Half A Million More Dollars Dedicated to Catching Houston Drunk Drivers
February 3rd, 2012 by Tad Nelson in Criminal Defense
Amid a drunk-driving scandal related to the mobile DWI testing vans, the Harris County district attorney’s office is taking a new approach to stopping those who drink and drive throughout Houston: more testing equipment. Specifically, the district attorney’s office noted that the $475,000 will be used to purchase additional intoxilyzer breath-alcohol testing units.
In addition to the intoxilyzer machines, video and audio recordings taken during a Houston drunk-driving stop will be digitally captured. The move to digital is intended to lower the costs of this type of evidence and give prosecutor’s improved access to it.
While Harris County says that the new equipment will be an asset in the fight against drunk drivers, many Houston DWI defense lawyers may think otherwise. The accuracy of intoxilyzer machines has been the subject of ongoing lawsuits by drunk driving defense attorneys in other states.
The HPD Bat vans that have been under scrutiny, previously discussed on this blog here, use the intoxilyzer 5000 to test for breath-alcohol content.
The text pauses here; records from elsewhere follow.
//! Session lifecycle: provider negotiation, progress tracking, and the
//! Loading → Answering → (Loading | Completed | Error) cycle.

use std::sync::Arc;
use std::time::Duration;

use serde::Serialize;

use drill_core::interaction::{Evaluation, Resolution, Submission};
use drill_core::types::{Card, NextCardResponse, PreviousAnswer, SessionProgress};

use crate::audio::AudioPlayer;
use crate::card::{CardInteractionController, DEFAULT_ADVANCE_DELAY};
use crate::provider::CardProvider;

/// Engine configuration.
#[derive(Debug, Clone)]
pub struct SessionConfig {
    /// Hold on feedback before advancing a card with no audio.
    pub advance_delay: Duration,
}

impl Default for SessionConfig {
    fn default() -> Self {
        Self {
            advance_delay: DEFAULT_ADVANCE_DELAY,
        }
    }
}

/// Where the session stands, shaped for direct rendering by a shell.
#[derive(Debug, Clone, PartialEq, Eq, Serialize)]
#[serde(tag = "type")]
pub enum SessionPhase {
    /// A provider round-trip is in flight.
    Loading,
    /// A card is active and accepting input.
    Answering,
    /// The provider has no more cards for now.
    Completed,
    /// The last provider call failed; `retry` re-issues it.
    Error { error: String },
}

/// Owns the card sequence: requests cards from the provider, forwards each
/// resolution as the next fetch's previous-answer context, and tracks
/// daily-goal progress.
pub struct SessionController {
    provider: Box<dyn CardProvider>,
    cards: CardInteractionController,
    phase: SessionPhase,
    progress: SessionProgress,
    /// Single-slot buffer backing `retry`: the answer travelling with the
    /// next fetch. Overwritten only by a new resolution, cleared only once a
    /// response arrives.
    pending_answer: Option<PreviousAnswer>,
}

impl SessionController {
    pub fn new(
        provider: Box<dyn CardProvider>,
        audio: Arc<dyn AudioPlayer>,
        config: SessionConfig,
    ) -> Self {
        Self {
            provider,
            cards: CardInteractionController::new(audio, config.advance_delay),
            phase: SessionPhase::Loading,
            progress: SessionProgress::default(),
            pending_answer: None,
        }
    }

    pub fn phase(&self) -> &SessionPhase {
        &self.phase
    }

    pub fn progress(&self) -> SessionProgress {
        self.progress
    }

    /// The active card, while answering.
    pub fn card(&self) -> Option<&Card> {
        self.cards.card()
    }

    pub fn evaluation(&self) -> Option<Evaluation> {
        self.cards.evaluation()
    }

    pub fn is_advancing(&self) -> bool {
        self.cards.is_advancing()
    }

    /// Begin the session: fetch the first card with no previous answer.
    pub async fn start(&mut self) {
        self.fetch().await;
    }

    /// Route a typed submission to the active card. Only meaningful while
    /// answering; judgment is immediate so the shell can paint feedback, and
    /// a triggered advancement gate starts in the background.
    pub fn submit(&mut self, raw: &str) -> Submission {
        if self.phase != SessionPhase::Answering {
            return Submission::Ignored;
        }
        self.cards.submit(raw)
    }

    /// Await the active card's gate, then report its resolution and fetch
    /// the next card. Call after a submission that triggered advancement.
    pub async fn advance(&mut self) {
        if let Some(resolution) = self.cards.resolution().await {
            self.on_card_resolved(resolution).await;
        }
    }

    /// Explicit "continue": cut the delay gate short when permitted and move
    /// on immediately.
    pub async fn request_advance(&mut self) {
        if let Some(resolution) = self.cards.request_advance() {
            self.on_card_resolved(resolution).await;
        }
    }

    /// Accept a card's final outcome and negotiate the next card.
    ///
    /// Ignored unless a session card is currently answering and the
    /// resolution refers to it; a stale resolution for a superseded card
    /// must not consume the session.
    pub async fn on_card_resolved(&mut self, resolution: Resolution) {
        if self.phase != SessionPhase::Answering {
            tracing::debug!("resolution arrived outside an active card; ignored");
            return;
        }
        if self.cards.active_card_id() != Some(resolution.card_id) {
            tracing::debug!(card_id = %resolution.card_id, "stale resolution ignored");
            return;
        }

        if resolution.is_correct {
            // Optimistic bump; the provider's count wins on the next response.
            self.progress.completed_today = self.progress.completed_today.saturating_add(1);
        }
        self.pending_answer = Some(PreviousAnswer {
            card_id: resolution.card_id,
            is_correct: resolution.is_correct,
            response_time_ms: resolution.response_time_ms,
        });
        self.fetch().await;
    }

    /// Re-issue the last provider call, previous answer included. Valid only
    /// in the error phase.
    pub async fn retry(&mut self) {
        if !matches!(self.phase, SessionPhase::Error { .. }) {
            return;
        }
        self.fetch().await;
    }

    async fn fetch(&mut self) {
        self.phase = SessionPhase::Loading;
        match self.provider.next_card(self.pending_answer.as_ref()).await {
            Ok(NextCardResponse {
                card,
                session_progress,
            }) => {
                self.pending_answer = None;
                self.progress = session_progress;
                match card {
                    Some(card) => {
                        tracing::info!(card_id = %card.card_id, "presenting next card");
                        self.cards.present(card);
                        self.phase = SessionPhase::Answering;
                    }
                    None => {
                        tracing::info!(
                            completed = self.progress.completed_today,
                            "session completed"
                        );
                        self.cards.clear();
                        self.phase = SessionPhase::Completed;
                    }
                }
            }
            Err(error) => {
                tracing::warn!(%error, "failed to fetch next card");
                self.phase = SessionPhase::Error {
                    error: error.to_string(),
                };
            }
        }
    }
}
A lawyer in Florida was recently granted access to the source code used in the intoxilyzer 8000 to investigate questions as to the machines accuracy in determining breath-alcohol content.
Harris County says the new testing machines will be maintained by the Texas Department of Public Safety (DPS). But, just over two years ago, a DPS worker faked inspections of the breath-alcohol testing devices, leading to the set-aside of over 1,000 Houston DUI convictions.
When law enforcment uses inaccurate testing measures to determine whether a driver is under the influence of alcohol or drugs, Houston drivers can quickly face consequences that legally they should not have to. From automatic license suspension to an actual jail sentence if convicted, DUI penalties can have an immediate impact on your life, your family and your career.